When you want to make sense of data around you every day, knowing how and when to use data analysis techniques and formulas of statistics will help.
Understanding formulas for common statistics
The most common descriptive statistics are as following, along with the formulas and short description of what each one measures.
1. Population
The entire group one desires information about.
2. Sample
A subset of the population selected according to some scheme.
3. Mean
Used for measure of centre; affected by outliers
Population mean | Sample mean |
\(\mu=\frac{1}{N}\sum_{i=1}^{N}x_i\) | \(\bar{x}=\frac{1}{n}\sum_{i=1}^{n}x_i\) |
3. Variance
Used for measure of variation
Population variance | Sample variance |
\(\delta^2=\frac{\sum(x-\mu)^2}{N}\) | \(s^2=\frac{\sum(x-\bar{x})^2}{n-1}\) |
4. Correlation coefficient
Pearson correlation (r)
\(r=\frac{1}{n-1}\frac{\sum(x-\bar{x})(y-\bar{y})}{s_x s_y}\)
Handling statistical hypothesis tests
1. Z-statistic
Used when the standard deviation is known. The sample must be drawn from a normal distribution or have a sample size (n) at least 30.

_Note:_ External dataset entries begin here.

//! `gh-shorthand` command line entry point.

use std::path::PathBuf;

use anyhow::Result;
use clap::{Parser, Subcommand};

mod commands;

use commands::config::{cmd_config, ConfigAction};
use commands::resolve::{cmd_items, cmd_resolve};

#[derive(Parser)]
#[command(name = "gh-shorthand", about = "Expand GitHub shorthand for launcher workflows")]
struct Cli {
    /// Config file to use instead of ~/.config/gh-shorthand/config.toml
    #[arg(long, global = true, value_name = "PATH")]
    config: Option<PathBuf>,

    #[command(subcommand)]
    command: Commands,
}

#[derive(Subcommand)]
enum Commands {
    /// Resolve shorthand and print the match as JSON
    Resolve {
        /// Shorthand input, e.g. "zw 42", "owner/name /pulls", "gh"
        #[arg(value_name = "INPUT", default_value = "")]
        input: String,
    },

    /// Resolve shorthand and print Alfred script-filter items
    Items {
        /// Shorthand input, e.g. "zw 42", "owner/name /pulls", "gh"
        #[arg(value_name = "INPUT", default_value = "")]
        input: String,
    },

    /// Manage shorthand configuration
    Config {
        #[command(subcommand)]
        action: ConfigAction,
    },
}

fn init_logging() {
    let filter = tracing_subscriber::EnvFilter::try_from_env("GH_SHORTHAND_LOG")
        .unwrap_or_else(|_| tracing_subscriber::EnvFilter::new("warn"));
    // stdout carries the JSON output
    tracing_subscriber::fmt()
        .with_writer(std::io::stderr)
        .with_env_filter(filter)
        .init();
}

fn main() -> Result<()> {
    init_logging();
    let cli = Cli::parse();
    let config_path = cli.config.as_deref();

    match cli.command {
        Commands::Resolve { input } => cmd_resolve(config_path, &input)?,
        Commands::Items { input } => cmd_items(config_path, &input)?,
        Commands::Config { action } => cmd_config(config_path, action)?,
    }

    Ok(())
}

\(z=\frac{\bar{x}-\mu}{\delta/\sqrt{n}}\), where \(\mu\) = population mean (either known or hypothesis under \(H_{o}\))
Confidence interval-Interval within which we may consider a hypothesis tenable. Common confidence intervals are 90%, 95% and 99%.

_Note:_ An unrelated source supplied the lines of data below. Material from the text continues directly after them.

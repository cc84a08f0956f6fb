use anyhow::{bail, Context, Result};
use std::path::{Path, PathBuf};

use super::Config;
use crate::shorthand::{resolve, Repo, Resolution, ShorthandTable};

impl Config {
    /// Default location: `~/.config/gh-shorthand/config.toml`.
    ///
    /// # Errors
    ///
    /// Fails if the home directory cannot be determined.
    pub fn path() -> Result<PathBuf> {
        let home = dirs::home_dir()
            .context("Could not determine home directory")?;
        Ok(home.join(".config").join("gh-shorthand").join("config.toml"))
    }

    /// Load from the default location.
    ///
    /// # Errors
    ///
    /// See [`Config::load_from`].
    pub fn load() -> Result<Self> {
        Self::load_from(&Self::path()?)
    }

    /// Load from `path`. A missing file yields the empty default config.
    ///
    /// # Errors
    ///
    /// Fails if the file exists but cannot be read or is not valid TOML.
    pub fn load_from(path: &Path) -> Result<Self> {
        if !path.exists() {
            tracing::debug!(path = %path.display(), "no config file, using defaults");
            return Ok(Self::default());
        }
        let content = std::fs::read_to_string(path)
            .with_context(|| format!("Failed to read config from {}", path.display()))?;
        let config: Self = toml::from_str(&content)
            .with_context(|| format!("Failed to parse config at {}", path.display()))?;
        for (key, value) in config.malformed_repos() {
            tracing::warn!("repos.{key} = {value:?} is not owner/name and will never match");
        }
        Ok(config)
    }

    /// Save to the default location.
    ///
    /// # Errors
    ///
    /// See [`Config::save_to`].
    pub fn save(&self) -> Result<()> {
        self.save_to(&Self::path()?)
    }

    /// Write to `path`, creating parent directories as needed.
    ///
    /// # Errors
    ///
    /// Fails if the directory or file cannot be written.
    pub fn save_to(&self, path: &Path) -> Result<()> {
        if let Some(parent) = path.parent() {
            std::fs::create_dir_all(parent)
                .with_context(|| format!("Failed to create config dir {}", parent.display()))?;
        }
        let content = toml::to_string_pretty(self)
            .context("Failed to serialize config")?;
        std::fs::write(path, content)
            .with_context(|| format!("Failed to write config to {}", path.display()))?;
        Ok(())
    }

    /// Write an empty config to `path`, refusing to replace an existing file.
    ///
    /// # Errors
    ///
    /// Fails if `path` already exists or cannot be written.
    pub fn init_at(path: &Path) -> Result<Self> {
        if path.exists() {
            bail!("Config already exists at {}", path.display());
        }
        let config = Self::default();
        config.save_to(path)?;
        Ok(config)
    }

    /// Resolve `input` against this config's tables.
    #[must_use]
    pub fn resolve(&self, input: &str) -> Resolution {
        resolve(&self.repos, &self.users, input)
    }

    /// Repo entries whose value is not a non-empty `owner/name`.
    pub fn malformed_repos(&self) -> impl Iterator<Item = (&str, &str)> {
        self.repos
            .iter()
            .filter(|(_, value)| Repo::parse(value).is_none())
            .map(|(key, value)| (key.as_str(), value.as_str()))
    }

    /// Get a config value by dotted key, e.g. `repos.zw`
    ///
    /// # Errors
    ///
    /// Fails on an unknown table or a shorthand that is not defined.
    pub fn get_value(&self, key: &str) -> Result<String> {
        let (table, shorthand) = self.table(key)?;
        table
            .get(shorthand)
            .cloned()
            .with_context(|| format!("No shorthand defined for {key}"))
    }

    /// Set a config value by dotted key. An empty value removes the entry.
    ///
    /// # Errors
    ///
    /// Fails on an unknown table, a shorthand containing whitespace, or a repo
    /// value that is not `owner/name`.
    pub fn set_value(&mut self, key: &str, value: &str) -> Result<()> {
        let (table_name, shorthand) = split_key(key)?;
        if shorthand.is_empty() || shorthand.contains(char::is_whitespace) {
            bail!("Invalid shorthand {shorthand:?}: must be non-empty with no whitespace");
        }
        let table = if table_name == "repos" {
            if !value.is_empty() && Repo::parse(value).is_none() {
                bail!("Invalid repo {value:?}: expected owner/name");
            }
            &mut self.repos
        } else {
            &mut self.users
        };
        if value.is_empty() {
            table.remove(shorthand);
        } else {
            table.insert(shorthand.to_string(), value.to_string());
        }
        Ok(())
    }

    fn table<'a>(&self, key: &'a str) -> Result<(&ShorthandTable, &'a str)> {
        let (table_name, shorthand) = split_key(key)?;
        let table = if table_name == "repos" { &self.repos } else { &self.users };
        Ok((table, shorthand))
    }
}

fn split_key(key: &str) -> Result<(&str, &str)> {
    match key.split_once('.') {
        Some((table @ ("repos" | "users"), shorthand)) => Ok((table, shorthand)),
        _ => bail!("Unknown config key: {key} (expected repos.<shorthand> or users.<shorthand>)"),
    }
}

\(1-\alpha\) confidence interval for \(\mu\):
\(\bar{x}-z_{\alpha/2}(\delta/\sqrt{n})\leq\mu\leq\bar{x}+z_{\alpha/2}(\delta/\sqrt{n})\)

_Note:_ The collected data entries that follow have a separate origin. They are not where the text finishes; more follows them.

pub mod config;
pub mod resolve;

use std::path::{Path, PathBuf};

use anyhow::Result;
use gh_shorthand::config::Config;

/// The config file in effect: the `--config` override or the default path.
pub fn config_path(explicit: Option<&Path>) -> Result<PathBuf> {
    explicit.map_or_else(Config::path, |p| Ok(p.to_path_buf()))
}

where \(z_{\alpha/2}\) is the value of the standard normal variable z that puts \(\alpha/2\) percent in each tail of the distribution.
2. t-statistic
Used when the standard deviation is unknown. use of Student's t distribution.
One sample: tests whether the mean of a normally distributed population is different from a specified value.
\(t=\frac{\bar{x}-\mu}{s/\sqrt{n}}\), where degree of freedom (df) = n-1
Two samples: tests whether the means of two populations are significantly different from one another.
\(t=\frac{\bar{x_1}-\bar{x_2}}{\sqrt{\frac{{s_1}^2}{n_1}+\frac{{s_2}^2}{n_2}}}\), where degree of freedom (df) = \(n_1+n_2-2\)
3. Analysis of variance (ANOVA)
\(H_{o}:\mu_1=\mu_2=\mu_3\)
\(H_{1}:\)at least one pair of samples is significantly different.
Grand mean \(\bar{x}_G \)(mean of sample mean)
\(\bar{x}_G=\frac{\bar{x}_1+\dots+\bar{x}_k}{k}\)
Between-Group Variance- reflects the magnitude of differences among the group means.
\(BGV=\frac{\sum n_k(\bar{x}_k-\bar{x}_G)^2}{K-1}\), where \(n_k\) is the sample size of each group, \(K\) is the group number.
Within-Group Variance- reflects the dispersion within each group.
\(WGV=\frac{\sum\sum(x_i-\bar{x}_k)^2}{N-K}\), where \(N\) is the total number of all groups, \(K\) is the group number.
Use F-ratio: \(F=\frac{BGV}{WGV}\), where degree of freedom is K-1 and N-K
4. Chi-squared test
For goodness of fit:Checks whether or not an observed pattern of data fits some given distribution.
\(\chi^2=\sum\frac{(O-E)^2}{E}\), where O is the observed value and E is the expected value
Degrees of freedom = number of categories in the distribution -1
For independence:Checks whether two categorical variables are related or not.
\(\chi^2=\sum\frac{(O-E)^2}{E}\), where O is the observed value and E is the expected value.
Degrees of freedom = (r-1)(c-1), r is the number of rows and c is the number of columns.